Gerrard breaks Arsenal hearts

There was so much to revel in over the course of the match between Arsenal and Liverpool that it must rank high in the entire history of the tournament, writes Kevin McCarra.

Liverpool advance yet again to a Champions League semifinal with Chelsea, but the future will have to wait. This match leaves everyone who gawped at the wonder of it in the grip of their memories. Recriminations, too, ought to be put on hold although Arsenal, easing ahead on the away goals rule after tying the score here at 2-2 in the 84th minute, will be aghast over a loss inflicted primarily by Steven Gerrard’s penalty moments later.

Only those with a partisan interest can dwell on that when there was so much to revel in over the course of a contest that must rank high in the entire history of this tournament.

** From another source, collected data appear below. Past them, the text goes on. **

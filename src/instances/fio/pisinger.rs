//! # Pisinger Knapsack Streams
//!
//! Reader for the CSV knapsack instance collections published by D. Pisinger.
//! A file holds several instances, each of the form
//!
//! ```text
//! knapPI_1_50_1000_1
//! n 50
//! c 995
//! z 8373
//! time 0.00
//! 1,94,485,0
//! 2,506,326,0
//! ...
//! -----
//! ```
//!
//! Item lines are `index,profit,weight[,solution]`. The header lines after
//! `n` are optional. Each instance becomes the binary knapsack problem
//! `max sum p_i x_i s.t. sum w_i x_i <= c`.
//!
//! ## References
//!
//! - [Pisinger instances](http://hjemmesider.diku.dk/~pisinger/codes.html)

use std::io::{self, Write};

use nom::{
    bytes::complete::{tag, take_while1},
    character::complete::{char, i64 as int, space0, space1, u32 as uint},
    combinator::{all_consuming, opt},
    sequence::{preceded, terminated, tuple},
    IResult,
};

use crate::{
    instances::{Direction, Instance, Objective},
    options::{ConfigurationError, Options},
    types::{Coeff, Domain, LinConstraint, Term, Var},
};

use super::{check_reader_keys, next_line, Error, InputStream, ReadInstance, StreamCursor};

/// The line separating two instances
const SEPARATOR: &str = "-----";

/// One knapsack item
#[derive(Debug, Clone, Copy, PartialEq, Eq)]
pub struct Item {
    /// The profit of the item
    pub profit: i64,
    /// The weight of the item
    pub weight: i64,
}

/// A binary knapsack instance as stored in the stream
#[derive(Debug, Clone, PartialEq, Eq)]
pub struct Knapsack {
    /// The instance name
    pub name: String,
    /// The knapsack capacity
    pub capacity: i64,
    /// The items, numbered from 1
    pub items: Vec<Item>,
}

impl Knapsack {
    /// Converts the knapsack into an instance over Boolean variables `x1..xn`
    ///
    /// # Panics
    ///
    /// If there are more than [`Var::MAX_IDX`] items
    #[must_use]
    pub fn into_instance(self) -> Instance {
        let mut inst = Instance::with_name(self.name);
        let mut weights = Vec::with_capacity(self.items.len());
        let mut obj = Objective::with_terms(Direction::Maximize, []);
        for (idx, item) in self.items.into_iter().enumerate() {
            let id = u32::try_from(idx + 1).expect("too many knapsack items");
            let var = Var::new(id);
            inst.declare_var_with_id(var, format!("x{id}"), Domain::Bool)
                .expect("item ids are unique");
            weights.push(Term::int(item.weight, var));
            obj.add_term(Term::int(item.profit, var));
        }
        inst.add_constr(LinConstraint::new_ub(
            weights,
            Coeff::from_integer(self.capacity),
        ))
        .expect("all items are declared");
        inst.set_objective(obj).expect("all items are declared");
        inst
    }

    /// Writes the knapsack as one entry of a stream, including the separator
    ///
    /// # Errors
    ///
    /// If writing fails
    pub fn write<W: Write + ?Sized>(&self, writer: &mut W) -> io::Result<()> {
        writeln!(writer, "{}", self.name)?;
        writeln!(writer, "n {}", self.items.len())?;
        writeln!(writer, "c {}", self.capacity)?;
        for (idx, item) in self.items.iter().enumerate() {
            writeln!(writer, "{},{},{},0", idx + 1, item.profit, item.weight)?;
        }
        writeln!(writer, "{SEPARATOR}")?;
        writeln!(writer)
    }
}

/// Reader for Pisinger knapsack streams. This is a multi-instance reader:
/// every call to [`ReadInstance::decode_next`] decodes the next instance.
#[derive(Debug, Default)]
pub struct Reader {
    cursor: StreamCursor,
}

impl Reader {
    /// Creates a reader. The format has no options of its own.
    ///
    /// # Errors
    ///
    /// On unknown option keys
    pub fn new(opts: &Options) -> Result<Self, ConfigurationError> {
        check_reader_keys(opts, "pisinger", &[])?;
        Ok(Self::default())
    }

    /// Parses the next knapsack from the stream
    fn parse_knapsack(&mut self, input: &mut InputStream<'_>) -> Result<Knapsack, Error> {
        let mut buf = String::new();
        let Some(pos) = next_line(input, &mut buf)? else {
            return Err(input.position().malformed("expected instance name").into());
        };
        let name = buf.trim().to_owned();
        if name.is_empty() || name.contains(char::is_whitespace) || name.contains(',') {
            return Err(pos.malformed(format!("invalid instance name `{name}`")).into());
        }

        let Some(pos) = next_line(input, &mut buf)? else {
            return Err(input.position().malformed("expected `n <items>` line").into());
        };
        let (_, n_items) = header_line("n", uint)(buf.trim_end())
            .map_err(|_| pos.malformed("expected `n <items>` line"))?;

        let mut capacity = None;
        // grown per item, the header count is only checked
        let mut items = Vec::new();
        loop {
            let Some(pos) = next_line(input, &mut buf)? else {
                break;
            };
            let line = buf.trim();
            if line == SEPARATOR {
                break;
            }
            if line.is_empty() {
                continue;
            }
            if let Ok((_, (idx, profit, weight))) = item_line(line) {
                if capacity.is_none() {
                    return Err(pos.malformed("item before capacity line").into());
                }
                if idx as usize != items.len() + 1 {
                    return Err(pos
                        .malformed(format!(
                            "expected item {}, found item {idx}",
                            items.len() + 1
                        ))
                        .into());
                }
                if items.len() == n_items as usize {
                    return Err(pos.malformed(format!("more than {n_items} items")).into());
                }
                items.push(Item { profit, weight });
                continue;
            }
            if let Ok((_, cap)) = header_line("c", int)(line) {
                if !items.is_empty() || capacity.is_some() {
                    return Err(pos.malformed("unexpected capacity line").into());
                }
                capacity = Some(cap);
                continue;
            }
            if !items.is_empty() {
                return Err(pos.malformed(format!("invalid item line `{line}`")).into());
            }
            // Other header lines, e.g., optimal value `z` or `time`, carry no
            // constraint data
            generic_header(line)
                .map_err(|_| pos.malformed(format!("invalid header line `{line}`")))?;
        }
        let Some(capacity) = capacity else {
            return Err(input.position().malformed("missing capacity line").into());
        };
        if items.len() != n_items as usize {
            return Err(input
                .position()
                .malformed(format!(
                    "expected {n_items} items, found {}",
                    items.len()
                ))
                .into());
        }
        Ok(Knapsack {
            name,
            capacity,
            items,
        })
    }
}

impl ReadInstance for Reader {
    fn decode_next(&mut self, input: &mut InputStream<'_>) -> Result<Option<Instance>, Error> {
        if self.cursor.eof {
            return Ok(None);
        }
        if input.skip_whitespace()? {
            self.cursor = input.cursor(true);
            return Ok(None);
        }
        let knapsack = self.parse_knapsack(input)?;
        let eof = input.skip_whitespace()?;
        self.cursor = input.cursor(eof);
        tracing::debug!(
            name = %knapsack.name,
            items = knapsack.items.len(),
            offset = self.cursor.offset,
            "decoded knapsack"
        );
        Ok(Some(knapsack.into_instance()))
    }

    fn is_multi_instance(&self) -> bool {
        true
    }

    fn cursor(&self) -> StreamCursor {
        self.cursor
    }
}

/// Parses a `<key> <value>` header line
fn header_line<'input, T, P>(
    key: &'static str,
    value: P,
) -> impl FnMut(&'input str) -> IResult<&'input str, T>
where
    P: FnMut(&'input str) -> IResult<&'input str, T>,
{
    all_consuming(preceded(
        tuple((space0, tag(key), space1)),
        terminated(value, space0),
    ))
}

/// Matches any `<key> <value>` header line
fn generic_header(input: &str) -> IResult<&str, (&str, &str)> {
    all_consuming(tuple((
        take_while1(|c: char| c.is_ascii_alphabetic()),
        preceded(space1, take_while1(|c: char| !c.is_whitespace())),
    )))(input)
}

/// Parses an `index,profit,weight[,solution]` item line
fn item_line(input: &str) -> IResult<&str, (u32, i64, i64)> {
    let (rest, (idx, _, profit, _, weight, _)) = all_consuming(tuple((
        uint,
        char(','),
        int,
        char(','),
        int,
        opt(preceded(char(','), uint)),
    )))(input)?;
    Ok((rest, (idx, profit, weight)))
}

#[cfg(test)]
mod tests {
    use std::io::Cursor;

    use super::{generic_header, header_line, item_line, Item, Knapsack, Reader};
    use crate::{
        coeff,
        instances::{
            fio::{Error, InputStream, ReadInstance},
            Direction,
        },
        options::Options,
        types::Relation,
        var,
    };

    const TWO: &str = "knap_a\nn 3\nc 10\nz 12\ntime 0.00\n1,5,4,1\n2,3,3,0\n3,7,6,1\n-----\n\n\
                       knap_b\nn 2\nc 5\n1,1,2\n2,2,3\n-----\n\n";

    #[test]
    fn parse_lines() {
        assert_eq!(header_line("n", nom::character::complete::u32)("n 50"), Ok(("", 50)));
        assert_eq!(item_line("3,94,485,0"), Ok(("", (3, 94, 485))));
        assert_eq!(item_line("3,94,485"), Ok(("", (3, 94, 485))));
        assert!(item_line("3,94").is_err());
        assert!(generic_header("time 0.00").is_ok());
        assert!(generic_header("1,2,3").is_err());
    }

    #[test]
    fn decode_stream() {
        let mut input = InputStream::new(Cursor::new(TWO));
        let mut reader = Reader::new(&Options::new()).unwrap();
        assert!(reader.is_multi_instance());

        let first = reader.decode_next(&mut input).unwrap().unwrap();
        assert_eq!(first.name(), Some("knap_a"));
        assert_eq!(first.n_vars(), 3);
        assert_eq!(first.var_by_name("x2"), Some(var![2]));
        let constr = &first.constrs()[0];
        assert_eq!(constr.rel(), Relation::Le);
        assert_eq!(constr.rhs(), coeff![10]);
        assert_eq!(constr.terms()[2].coeff, coeff![6]);
        assert_eq!(first.objective().direction(), Direction::Maximize);
        assert_eq!(first.objective().terms()[0].coeff, coeff![5]);
        assert!(!reader.at_end());
        let offset = reader.offset();
        assert_eq!(offset, TWO.find("knap_b").unwrap() as u64);

        let second = reader.decode_next(&mut input).unwrap().unwrap();
        assert_eq!(second.name(), Some("knap_b"));
        assert!(reader.at_end());
        assert!(reader.decode_next(&mut input).unwrap().is_none());
    }

    #[test]
    fn item_count_mismatch() {
        let mut input = InputStream::new(Cursor::new("k\nn 3\nc 4\n1,1,1\n2,1,1\n-----\n"));
        let mut reader = Reader::default();
        match reader.decode_next(&mut input) {
            Err(Error::Malformed(err)) => assert!(err.cause.contains("expected 3 items")),
            other => panic!("unexpected result {other:?}"),
        }
    }

    #[test]
    fn huge_item_count() {
        let mut input = InputStream::new(Cursor::new("k\nn 4000000000\nc 4\n1,1,1\n-----\n"));
        let mut reader = Reader::default();
        match reader.decode_next(&mut input) {
            Err(Error::Malformed(err)) => {
                assert!(err.cause.contains("expected 4000000000 items"));
            }
            other => panic!("unexpected result {other:?}"),
        }
    }

    #[test]
    fn out_of_order_item() {
        let mut input = InputStream::new(Cursor::new("k\nn 2\nc 4\n2,1,1\n1,1,1\n-----\n"));
        let mut reader = Reader::default();
        match reader.decode_next(&mut input) {
            Err(Error::Malformed(err)) => assert_eq!(err.pos.line, 4),
            other => panic!("unexpected result {other:?}"),
        }
    }

    #[test]
    fn write_read() {
        let knap = Knapsack {
            name: String::from("gen_1"),
            capacity: 7,
            items: vec![
                Item {
                    profit: 3,
                    weight: 2,
                },
                Item {
                    profit: 4,
                    weight: 6,
                },
            ],
        };
        let mut buf = Vec::new();
        knap.write(&mut buf).unwrap();
        let mut input = InputStream::new(Cursor::new(buf));
        let mut reader = Reader::default();
        let inst = reader.decode_next(&mut input).unwrap().unwrap();
        assert_eq!(inst, knap.into_instance());
        assert!(reader.at_end());
    }

    #[test]
    fn unknown_option() {
        let opts = Options::parse("default_ub=3").unwrap();
        assert!(Reader::new(&opts).is_err());
        let opts = Options::parse("opt_strategy=minimize").unwrap();
        assert!(Reader::new(&opts).is_ok());
    }
}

Rafael Benitez’s team came from behind to go ahead through an exquisite Fernando Torres goal that was made to seem drab by the leveller from Arsenal. Liverpool, the masters of protecting a lead, were rendered flimsy by the 19-year-old Theo Walcott.

With five minutes remaining he covered some 80 yards at pace to escape Xabi Alonso, Fabio Aurelio, Javier Mascherano and Sami Hyypia before picking out Emmanuel Adebayor for a simple finish. It looked then as if the Togo striker had been redeemed after a damnable miss from Alexander Hleb’s service a little earlier.

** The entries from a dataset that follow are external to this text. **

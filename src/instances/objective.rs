//! # Objective Representation

use std::{fmt, str::FromStr};

use thiserror::Error;

use crate::types::{checked_mul, Coeff, Term, TypeError};

/// The optimization sense of an objective
#[derive(Debug, Default, PartialEq, Eq, Clone, Copy, Hash)]
#[cfg_attr(feature = "serde", derive(serde::Serialize, serde::Deserialize))]
pub enum Direction {
    /// Minimize the objective
    Minimize,
    /// Maximize the objective
    Maximize,
    /// The input did not say
    #[default]
    Unspecified,
}

impl Direction {
    /// Checks whether the direction is known
    #[must_use]
    pub fn is_specified(self) -> bool {
        !matches!(self, Direction::Unspecified)
    }

    /// The keyword used in configuration options and most formats
    #[must_use]
    pub fn keyword(self) -> &'static str {
        match self {
            Direction::Minimize => "minimize",
            Direction::Maximize => "maximize",
            Direction::Unspecified => "unspecified",
        }
    }
}

impl fmt::Display for Direction {
    fn fmt(&self, f: &mut fmt::Formatter<'_>) -> fmt::Result {
        f.write_str(self.keyword())
    }
}

/// Error parsing a [`Direction`] from a configuration value
#[derive(Error, Debug, Clone, PartialEq, Eq)]
#[error("invalid optimization strategy `{0}`, expected `minimize` or `maximize`")]
pub struct InvalidDirection(pub String);

/// Only the two concrete senses can be configured
impl FromStr for Direction {
    type Err = InvalidDirection;

    fn from_str(s: &str) -> Result<Self, Self::Err> {
        match s.trim().to_ascii_lowercase().as_str() {
            "minimize" | "min" => Ok(Direction::Minimize),
            "maximize" | "max" => Ok(Direction::Maximize),
            _ => Err(InvalidDirection(s.to_owned())),
        }
    }
}

/// Type representing a linear objective
#[derive(Clone, Debug, PartialEq, Eq, Default)]
#[cfg_attr(feature = "serde", derive(serde::Serialize, serde::Deserialize))]
pub struct Objective {
    direction: Direction,
    terms: Vec<Term>,
}

impl Objective {
    /// Creates a new empty objective without a direction
    #[must_use]
    pub fn new() -> Self {
        Objective::default()
    }

    /// Creates an objective from a direction and terms
    #[must_use]
    pub fn with_terms<I: IntoIterator<Item = Term>>(direction: Direction, terms: I) -> Self {
        Objective {
            direction,
            terms: terms.into_iter().collect(),
        }
    }

    /// Adds a term to the objective
    pub fn add_term(&mut self, term: Term) {
        self.terms.push(term);
    }

    /// Gets the direction
    #[must_use]
    pub fn direction(&self) -> Direction {
        self.direction
    }

    /// Sets the direction
    pub fn set_direction(&mut self, direction: Direction) {
        self.direction = direction;
    }

    /// Gets the terms
    #[must_use]
    pub fn terms(&self) -> &[Term] {
        &self.terms
    }

    /// Checks if the objective has no terms, i.e., the instance is a pure
    /// satisfaction problem
    #[must_use]
    pub fn is_empty(&self) -> bool {
        self.terms.is_empty()
    }

    /// Checks whether all coefficients are integral
    #[must_use]
    pub fn is_integral(&self) -> bool {
        self.terms.iter().all(|t| t.coeff.is_integer())
    }

    /// Multiplies all coefficients by a positive factor. This does not change
    /// the set of optimal solutions.
    ///
    /// # Errors
    ///
    /// If the multiplication overflows
    pub fn scale(&mut self, factor: Coeff) -> Result<(), TypeError> {
        debug_assert!(factor > Coeff::from_integer(0));
        for t in &mut self.terms {
            t.coeff = checked_mul(t.coeff, factor)?;
        }
        Ok(())
    }
}

impl fmt::Display for Objective {
    fn fmt(&self, f: &mut fmt::Formatter<'_>) -> fmt::Result {
        write!(f, "{}:", self.direction)?;
        for t in &self.terms {
            write!(f, " {t}")?;
        }
        Ok(())
    }
}

#[cfg(test)]
mod tests {
    use super::{Direction, InvalidDirection};

    #[test]
    fn parse_direction() {
        assert_eq!("minimize".parse(), Ok(Direction::Minimize));
        assert_eq!("MAX".parse(), Ok(Direction::Maximize));
        assert_eq!(
            "unspecified".parse::<Direction>(),
            Err(InvalidDirection(String::from("unspecified")))
        );
    }
}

His defence, however, could not guide Arsenal safely to full-time. Kolo Toure, not a right-back by preference, was caught on the wrong side of Ryan Babel and needlessly fouled the substitute from behind at the corner of the penalty area packed with team-mates. Gerrard took full advantage from the spot.

It was a colourful irrelevance when Babel broke free on Dirk Kuyt’s pass to notch a fourth in stoppage time. There has to be sympathy for Arsenal, who resented the award of the penalty here when they had been refused a more blatant one in the first leg. Above all, it is to be regretted that the competition now has to do without the sort of gorgeous football with which they endowed the first half.

In that spell, the Liverpool holding players Mascherano and Alonso, were redundant because the speed and accuracy with which the ball was moved made interceptions a pipedream. Liverpool needed merely a goalless draw to progress, but such a result was utterly unattainable.

By their own ethereal standards, Arsenal had beefed up for this match by including Abou Diaby, nominally on the left of midfield. The Frenchman was on the other flank when, after 13 minutes, he scored an opener that felt overdue. Liverpool efforts to clear ended with Hleb in possession and he slid a pass through to Diaby. The angle was tight but his shot reached the net at the near post after ricocheting off the knee of Jose Reina.

Benitez had anticipated that Arsenal would score, but the free-spirited line-up he had selected in anticipation of that did not prove its worth for a while. Torres and Peter Crouch were partners rather than alternatives in attack and the arch-tactician appeared for a while to have miscalculated.

Liverpool dragged themselves level through a set-piece. With half-an-hour gone, an Aurelio cross deflected from Toure and was turned behind by Manuel Almunia. Gerrard’s corner was deep and Hyypia foxed his unhappy marker Phlippe Senderos by moving first behind him and then in front of the Swiss to score with a measured header from about 10 yards that went over Cesc Fabregas and flew home after bouncing off the inside of the post.

Relief at an equaliser galvanised Liverpool. There was substantial benefit too in the injury that ended Mathieu Flamini’s night, with the less vibrant, if more experienced, Gilberto Silva taking over in the 42nd minute. The balance of power was to sway in this gripping occasion.

It looks as if Anfield cannot contain both of Liverpool’s duelling owners at the same time and, with Tom Hicks attending the first home game of the new baseball season for his Texas Rangers franchise it was George Gillett’s glorious luck to be here. Arsenal adventurousness, too, ultimately had to be tempered by caution when the uneasy Senderos had to be protected. It was as if Liverpool had inherited the energy that had been the sole property of the visitors. Arsenal, leading the Premier League for so long with a small squad, had taxed themselves more than Benitez’s players in this campaign and their endeavour was that of men resolved to come up with one last and great effort.

It called for merciless precision to give one team an advantage. Torres excels at that and when Crouch nodded on a long ball from Reina after 72 minutes, the striker gathered, turned inside Senderos and smashed a shot across Almunia and high into the top corner. It is the measure of this game that such a strike could not dominate the evening.

Liverpool so often come through to win at this remarkable ground in the Champions League. Unlike the encounters of 2005 and 2007, this year’s semifinal will be settled by a return leg at Stamford Bridge. Chelsea were due a change of venue and will be all the more relieved after studying this uncanny struggle.